倫理を重んじれば技術の進歩は遅くなり、弱者救済を謡えばヒトの社会は弱体化していきます。

これは性悪説を根源とする考え方であり、君主論にも通じるものでもあります。

しかしノブリスオブリージュと庶民派が相対するものであるように、厳しい性悪説よりもヒトは耳障りの良い性善説を信じたがります。

耳障りの良い言葉を信じたがるのは個人の自由ですが、性善説の大きな問題点は「誰にでも善性があると信じ込む点」です。

自分を変える手段としてのツールなら使い勝手が良いものでも、他人を知り変える手段として用いるには少々過ぎるものだったりするわけです。

事実の重視が科学的では無いから愚かだというのは科学を信頼し過ぎな頭でっかちな意見かもしれない

科学的根拠が無ければ信用に足らないとするのが科学ですが、ここで気をつけないといけないのは科学は未だに発展途上の学問であり現代の正解が未来永劫正解だとは限らない点です。

つまり科学的根拠のみに頼るというのは机上の空論を拠り所にするようなもので、そしてそれは盲信に他ならないわけです。
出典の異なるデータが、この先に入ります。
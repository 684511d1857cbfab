use std::path::Path;

/// The primitive used to create a FIFO special file.
///
/// Carried in [`PipeOptions`](crate::PipeOptions) rather than read from
/// process-wide state, so concurrent handles (and tests) can use different
/// primitives without interfering.
#[derive(Debug, Clone, Default, PartialEq, Eq)]
pub enum FifoCreator {
    /// Direct `mkfifo(2)` syscall.
    #[default]
    Syscall,
    /// Spawn an external command as `<command> <path>`.
    ///
    /// A non-zero exit status is a creation failure.
    Command(String),
}

#[cfg(unix)]
impl FifoCreator {
    /// Create a FIFO at `path` with permission `mode` (masked by the umask).
    pub(crate) fn create(&self, path: &Path, mode: u32) -> std::io::Result<()> {
        match self {
            FifoCreator::Syscall => mkfifo(path, mode),
            FifoCreator::Command(command) => {
                let status = std::process::Command::new(command).arg(path).status()?;
                if status.success() {
                    Ok(())
                } else {
                    Err(std::io::Error::other(format!(
                        "{command} exited with {status}"
                    )))
                }
            }
        }
    }
}

#[cfg(unix)]
fn mkfifo(path: &Path, mode: u32) -> std::io::Result<()> {
    use std::os::unix::ffi::OsStrExt;

    let path = std::ffi::CString::new(path.as_os_str().as_bytes())?;
    // SAFETY: `path` is a valid NUL-terminated C string for the duration of
    // the call.
    let rc = unsafe { libc::mkfifo(path.as_ptr(), mode as libc::mode_t) };
    if rc == 0 {
        Ok(())
    } else {
        Err(std::io::Error::last_os_error())
    }
}
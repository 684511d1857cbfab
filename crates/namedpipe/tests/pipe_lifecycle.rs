//! End-to-end lifecycle tests over real FIFOs.

#![cfg(unix)]

use std::os::unix::fs::FileTypeExt;
use std::path::PathBuf;
use std::sync::{Arc, Barrier};

use namedpipe::{CreationMode, Direction, PipeError, PipeHandle, PipeOptions, PipeState};

fn temp_dir(tag: &str) -> PathBuf {
    let dir = std::env::temp_dir().join(format!("namedpipe-it-{tag}-{}", std::process::id()));
    std::fs::create_dir_all(&dir).unwrap();
    dir
}

#[test]
fn fresh_path_creates_exactly_one_fifo() {
    let dir = temp_dir("fresh");
    let path = dir.join("p1");

    let handle = PipeHandle::create(&path).unwrap();
    let metadata = std::fs::symlink_metadata(&path).unwrap();
    assert!(metadata.file_type().is_fifo());
    assert_eq!(handle.creation_mode(), CreationMode::CreateNew);

    handle.close().unwrap();
    assert!(!path.exists(), "delete_on_close defaults to true");

    let _ = std::fs::remove_dir_all(&dir);
}

#[test]
fn integer_crosses_threads() {
    let dir = temp_dir("int-roundtrip");
    let pipe = Arc::new(PipeHandle::create(dir.join("p1")).unwrap());

    let to_write = 2739847i32;
    let writer = {
        let pipe = Arc::clone(&pipe);
        std::thread::spawn(move || pipe.write_i32(to_write).unwrap())
    };

    assert_eq!(pipe.read_i32().unwrap(), to_write);
    writer.join().unwrap();

    assert_eq!(pipe.read_state(), PipeState::Open);
    assert_eq!(pipe.write_state(), PipeState::Open);
    pipe.close().unwrap();

    let _ = std::fs::remove_dir_all(&dir);
}

#[test]
fn typed_sequence_crosses_threads_in_order() {
    let dir = temp_dir("typed-roundtrip");
    let pipe = Arc::new(PipeHandle::create(dir.join("p")).unwrap());

    let writer = {
        let pipe = Arc::clone(&pipe);
        std::thread::spawn(move || {
            pipe.write_i32(2739847).unwrap();
            pipe.write_bool(true).unwrap();
            pipe.write_text("over the pipe").unwrap();
            pipe.write_f64(-2.5).unwrap();
            pipe.write_blob(b"raw payload").unwrap();
            pipe.flush().unwrap();
        })
    };

    assert_eq!(pipe.read_i32().unwrap(), 2739847);
    assert!(pipe.read_bool().unwrap());
    assert_eq!(pipe.read_text().unwrap(), "over the pipe");
    assert_eq!(pipe.read_f64().unwrap(), -2.5);
    assert_eq!(pipe.read_blob().unwrap().as_ref(), b"raw payload");

    writer.join().unwrap();
    pipe.close().unwrap();

    let _ = std::fs::remove_dir_all(&dir);
}

#[test]
fn raw_ranges_cross_threads() {
    let dir = temp_dir("ranges");
    let pipe = Arc::new(PipeHandle::create(dir.join("p")).unwrap());

    let writer = {
        let pipe = Arc::clone(&pipe);
        std::thread::spawn(move || {
            pipe.write_range(&[0, 1, 2, 3, 4, 5], 1, 4).unwrap();
        })
    };

    let mut buf = [0u8; 4];
    pipe.read_bytes(&mut buf).unwrap();
    assert_eq!(buf, [1, 2, 3, 4]);

    writer.join().unwrap();
    pipe.close().unwrap();

    let _ = std::fs::remove_dir_all(&dir);
}

#[test]
fn close_without_ever_opening_streams() {
    let dir = temp_dir("close-unopened");
    let path = dir.join("p2");
    let handle = PipeHandle::create(&path).unwrap();

    handle.close().unwrap();
    handle.close().unwrap();
    assert!(!path.exists());

    let _ = std::fs::remove_dir_all(&dir);
}

#[test]
fn reads_and_writes_rejected_after_close() {
    let dir = temp_dir("after-close");
    let handle = PipeHandle::create(dir.join("p")).unwrap();
    handle.close().unwrap();

    assert!(matches!(
        handle.read_text().unwrap_err(),
        PipeError::UseAfterClose {
            direction: Direction::Read
        }
    ));
    assert!(matches!(
        handle.write_text("late").unwrap_err(),
        PipeError::UseAfterClose {
            direction: Direction::Write
        }
    ));

    let _ = std::fs::remove_dir_all(&dir);
}

#[test]
fn existing_regular_file_is_left_untouched() {
    let dir = temp_dir("regular-file");
    let path = dir.join("p");
    std::fs::write(&path, b"do not touch").unwrap();

    let err = PipeHandle::create_with(
        &path,
        PipeOptions {
            open_existing: true,
            ..PipeOptions::default()
        },
    )
    .unwrap_err();
    assert!(matches!(err, PipeError::ExistingEntryNotAPipe { .. }));
    assert_eq!(std::fs::read(&path).unwrap(), b"do not touch");

    let err = PipeHandle::create(&path).unwrap_err();
    assert!(matches!(err, PipeError::PathAlreadyExists { .. }));
    assert_eq!(std::fs::read(&path).unwrap(), b"do not touch");

    let _ = std::fs::remove_dir_all(&dir);
}

#[test]
fn concurrent_creation_exactly_one_creates() {
    let dir = temp_dir("race-default");
    let path = dir.join("p");
    let barrier = Arc::new(Barrier::new(2));

    let contenders: Vec<_> = (0..2)
        .map(|_| {
            let path = path.clone();
            let barrier = Arc::clone(&barrier);
            std::thread::spawn(move || {
                barrier.wait();
                PipeHandle::create_with(
                    &path,
                    PipeOptions {
                        delete_on_close: false,
                        ..PipeOptions::default()
                    },
                )
            })
        })
        .collect();

    let results: Vec<_> = contenders
        .into_iter()
        .map(|t| t.join().unwrap())
        .collect();

    let ok_count = results.iter().filter(|r| r.is_ok()).count();
    assert_eq!(ok_count, 1, "exactly one construction may create the FIFO");
    for result in &results {
        if let Err(err) = result {
            assert!(matches!(err, PipeError::PathAlreadyExists { .. }));
        }
    }
    let metadata = std::fs::symlink_metadata(&path).unwrap();
    assert!(metadata.file_type().is_fifo(), "never a corrupted entry");

    let _ = std::fs::remove_dir_all(&dir);
}

#[test]
fn concurrent_creation_with_open_existing_both_succeed() {
    let dir = temp_dir("race-open");
    let path = dir.join("p");
    let barrier = Arc::new(Barrier::new(2));

    let contenders: Vec<_> = (0..2)
        .map(|_| {
            let path = path.clone();
            let barrier = Arc::clone(&barrier);
            std::thread::spawn(move || {
                barrier.wait();
                PipeHandle::create_with(
                    &path,
                    PipeOptions {
                        open_existing: true,
                        delete_on_close: false,
                        ..PipeOptions::default()
                    },
                )
            })
        })
        .collect();

    let handles: Vec<_> = contenders
        .into_iter()
        .map(|t| t.join().unwrap().unwrap())
        .collect();

    let created = handles
        .iter()
        .filter(|h| h.creation_mode() == CreationMode::CreateNew)
        .count();
    let opened = handles
        .iter()
        .filter(|h| h.creation_mode() == CreationMode::OpenExisting)
        .count();
    assert_eq!((created, opened), (1, 1));

    let metadata = std::fs::symlink_metadata(&path).unwrap();
    assert!(metadata.file_type().is_fifo());

    drop(handles);
    let _ = std::fs::remove_dir_all(&dir);
}

#[test]
fn deletion_failure_during_close_is_reported() {
    let dir = temp_dir("deletion-failure");
    let path = dir.join("p");
    let handle = PipeHandle::create(&path).unwrap();

    // Swap the FIFO for a directory so remove_file must fail.
    std::fs::remove_file(&path).unwrap();
    std::fs::create_dir(&path).unwrap();

    let err = handle.close().unwrap_err();
    assert!(matches!(err, PipeError::DeletionFailed { .. }));
    // Streams are still torn down and the handle stays closed.
    assert!(handle.is_closed());
    assert_eq!(handle.read_state(), PipeState::Closed);
    assert_eq!(handle.write_state(), PipeState::Closed);
    // A later close is a no-op, not a second failure.
    handle.close().unwrap();

    let _ = std::fs::remove_dir_all(&dir);
}

#[test]
fn handle_drop_closes_and_deletes() {
    let dir = temp_dir("scope-exit");
    let path = dir.join("p");
    {
        let pipe = Arc::new(PipeHandle::create(&path).unwrap());
        let writer = {
            let pipe = Arc::clone(&pipe);
            std::thread::spawn(move || pipe.write_u8(7).unwrap())
        };
        assert_eq!(pipe.read_u8().unwrap(), 7);
        writer.join().unwrap();
    }
    assert!(!path.exists(), "drop must close streams and delete the entry");

    let _ = std::fs::remove_dir_all(&dir);
}

#[test]
fn stream_open_failure_when_pipe_vanishes() {
    let dir = temp_dir("vanished");
    let path = dir.join("p");
    let handle = PipeHandle::create_with(
        &path,
        PipeOptions {
            delete_on_close: false,
            ..PipeOptions::default()
        },
    )
    .unwrap();
    std::fs::remove_file(&path).unwrap();

    let err = handle.read_u8().unwrap_err();
    assert!(matches!(
        err,
        PipeError::StreamOpenFailed {
            direction: Direction::Read,
            ..
        }
    ));
    assert_eq!(handle.read_state(), PipeState::Unopened);

    let _ = std::fs::remove_dir_all(&dir);
}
誰かの説得に科学を用いるのは重要な戦略ですが、それだけで物事を語るのは自分の現実を認識する手段としては片手落ちと言わざるを得ません。

科学はこの世界の全てを把握する為の重要な手段です。

しかし科学で解明したものの全てが正しいと思うのは非常に危険だと言えます。

起きた事象から仮定を導き出しそれを証明する為の実験を行い、結論を導きだす。

つまり結論を導きだす仮定が間違っている可能性もあり、結論の解釈を間違ってしまう可能性もあるというわけです。

そこで重要になってくるのが事実の重要視です。

事実とは客観性の無い、科学的根拠の薄い自己の成功体験です。

「これで病気が良くなった」とか「気持ちが晴れやかになった」とかそういった他人から見れば眉唾な段階の経験則を信じる理由とは何か?

それは前述の科学的根拠の正誤が全く分からないという点にあります。

それにひきかえ「これをしたから自分は良くなった」という経験は絶対的なものになります。

しかしその経験則だけを信じるのであれば、なんでもかんでも信じてしまうという事態に陥ってしまいます。

そこからが科学の出番というわけです。「どの科学」を信じるのかというのは、自分に都合の良い現実をどのように信じるのかで価値判断の基準を決めるわけです。

科学よりも事実を重視するなんて愚かだとよく言われます。

しかし科学の欠点を頭に入れずに、自分が感じた事実を否定する事はそもそも難しいのです。

自分にとって都合の良い事実を重視するのは何も悪い事ではないですし、愚かな事でもありません。

大きな問題となるのは、ただただ事実を重視するよりも快だけを思考停止で求めてしまう姿勢にあります。

最後まで読んでいただき、いつもありがとうございます。